DIRECTIONS FOR THIS TASK - Which lines run from the line containing "pub use attachment_service::*;" through the end of the records below? Reproduce them exactly, and nothing else.
--- SOURCE INFORMATION Enclosed Below ---
pub mod attachment_service;
pub mod auth_service;
pub mod banner_service;
pub mod coupon_service;
pub mod error_report_service;
pub mod help_service;
pub mod inquiry_service;
pub mod notice_service;
pub mod order_service;
pub mod product_service;
pub mod review_service;
pub mod seed_service;
pub mod seller_service;
pub mod settlement_service;
pub mod term_service;
pub mod user_service;

pub use attachment_service::*;
pub use auth_service::*;
pub use banner_service::*;
pub use coupon_service::*;
pub use error_report_service::*;
pub use help_service::*;
pub use inquiry_service::*;
pub use notice_service::*;
pub use order_service::*;
pub use product_service::*;
pub use review_service::*;
pub use seed_service::*;
pub use seller_service::*;
pub use settlement_service::*;
pub use term_service::*;
pub use user_service::*;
--- End of Enclosed SOURCE INFORMATION ---
EXPECTED ANSWER -
pub use attachment_service::*;
pub use auth_service::*;
pub use banner_service::*;
pub use coupon_service::*;
pub use error_report_service::*;
pub use help_service::*;
pub use inquiry_service::*;
pub use notice_service::*;
pub use order_service::*;
pub use product_service::*;
pub use review_service::*;
pub use seed_service::*;
pub use seller_service::*;
pub use settlement_service::*;
pub use term_service::*;
pub use user_service::*;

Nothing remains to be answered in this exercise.